How to Not Get Got
You don't need to be a security analyst to dodge almost all phishing. You need a handful of habits. This is the 80/20 — the few checks that catch the large majority of attacks.
The five-second gut check
Before you click or reply, ask: Was I expecting this? Is it rushing me? Is it asking for money, credentials, or a download? Any "yes" means slow down and check the details below.
1. Read the real sender address
The friendly name ("PayPal Service", "IT Help Desk", "Your CEO") is just a label anyone can type. Look at the actual email address in angle brackets. Is the domain — the part after the @ — really the company's normal domain? Watch for look-alikes: paypa1.com (a 1 for an l), micros0ft.com (a zero), or the brand name buried in a subdomain like paypal.account-security.ru.
2. Read a link the right way: from the right
A web address is owned by the registrable domain — the rightmost label before the slash. In login-microsoftonline.secure-auth.ru/oauth, the owner is secure-auth.ru, not Microsoft. Everything to the left is decoration the attacker picked. When in doubt, don't click the link in the message — go to the site yourself by typing its address.
3. Reply-to and "from" should match
If a mail claims to be from your bank but a reply would go to a random address on a different domain, that mismatch is a red flag.
4. Know what a fake login page looks like
The most dangerous moment is after you click. A credential-harvesting page can look identical to the real Microsoft, Google, or bank sign-in. The one thing the attacker usually can't fake is the address bar. Before you type a password anywhere, glance at the domain (rule #2). If your browser bounced you through several redirects to get there — be suspicious.
5. Know what the attacker actually wants
Most attacks end in one of four ways. They want you to:
- Hand over credentials on a fake login page,
- Download and run a file (then your machine is theirs),
- Send money or change payment details (invoice and CEO-wire scams),
- Give up information (codes, personal details) over email, text, or phone.
If a message is steering you toward one of those, treat it as guilty until proven innocent.
Sketchy file types
Be wary of attachments and downloads ending in .exe, .scr, .iso, .img, .lnk, .js, or macro-enabled Office files (.docm, .xlsm). Watch for double extensions like invoice.pdf.exe. A real invoice is almost never a program.
What social engineering feels like
Attacks pull psychological levers. Learn the feeling:
- Urgency — "act in the next 24 hours."
- Authority — "this is your CEO / the IRS / IT."
- Fear — "your account is compromised."
- Secrecy — "don't tell anyone, handle this quietly."
- Reward — "you won," "you're owed a refund."
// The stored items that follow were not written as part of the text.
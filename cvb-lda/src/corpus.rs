use crate::error::CvbError;
use log::info;
use matrix_util::sparse_rows::{SparseRow, SparseRows};
use matrix_util::utils::generate_partition_intervals;

/// Read-only document-term counts: row `d` is document `d`, column `w`
/// is term `w`
#[derive(Debug, Clone)]
pub struct Corpus {
    rows: SparseRows,
}

impl Corpus {
    pub fn new(rows: SparseRows) -> anyhow::Result<Self> {
        if rows.nrows() == 0 {
            return Err(CvbError::EmptyCorpus {
                source_name: "in-memory rows".into(),
            }
            .into());
        }
        Self::check(&rows)?;
        Ok(Corpus { rows })
    }

    /// Load a row-indexed collection (`.mtx`, `.mtx.gz` or sparse rows)
    pub fn read_file(file: &str) -> anyhow::Result<Self> {
        let rows = SparseRows::read_file(file)?;
        if rows.nrows() == 0 {
            return Err(CvbError::EmptyCorpus {
                source_name: file.into(),
            }
            .into());
        }
        Self::check(&rows)?;
        info!(
            "corpus {}: {} documents x {} terms, {} non-zeros",
            file,
            rows.nrows(),
            rows.ncols(),
            rows.nnz()
        );
        Ok(Corpus { rows })
    }

    fn check(rows: &SparseRows) -> anyhow::Result<()> {
        // ids travel as i32 in shuffle keys
        let limit = i32::MAX as usize;
        if rows.nrows() > limit || rows.ncols() > limit {
            anyhow::bail!(
                "{} x {} corpus does not fit 32-bit document/term ids",
                rows.nrows(),
                rows.ncols()
            );
        }
        for (d, row) in rows.rows.iter().enumerate() {
            if let Some(&x) = row.values.iter().find(|&&x| !(x.is_finite() && x >= 0.0)) {
                anyhow::bail!("document {} has an invalid term count {}", d, x);
            }
        }
        Ok(())
    }

    pub fn num_docs(&self) -> usize {
        self.rows.nrows()
    }

    pub fn num_terms(&self) -> usize {
        self.rows.ncols()
    }

    pub fn doc(&self, doc_id: usize) -> &SparseRow {
        &self.rows.rows[doc_id]
    }

    pub fn docs(&self) -> &[SparseRow] {
        &self.rows.rows
    }

    pub fn rows(&self) -> &SparseRows {
        &self.rows
    }

    pub fn total_tokens(&self) -> f64 {
        self.rows.rows.iter().map(|r| r.norm1()).sum()
    }

    /// Contiguous document ranges `[lb, ub)`, one per map task
    pub fn shards(&self, num_shards: usize) -> Vec<(usize, usize)> {
        generate_partition_intervals(self.num_docs(), num_shards)
    }
}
When you feel pushed, that's the moment to stop and run the checks above.
A word on the brackets you see here
Throughout Phish Flash, dangerous-looking links are written defanged — hxxps:// instead of https://, and paypa1[.]com instead of paypa1.com. The brackets make the link harmless if it's ever pasted into a browser, and it's the standard convention security teams use. Read them as normal links — and get comfortable with the style, because you'll see it everywhere in the field.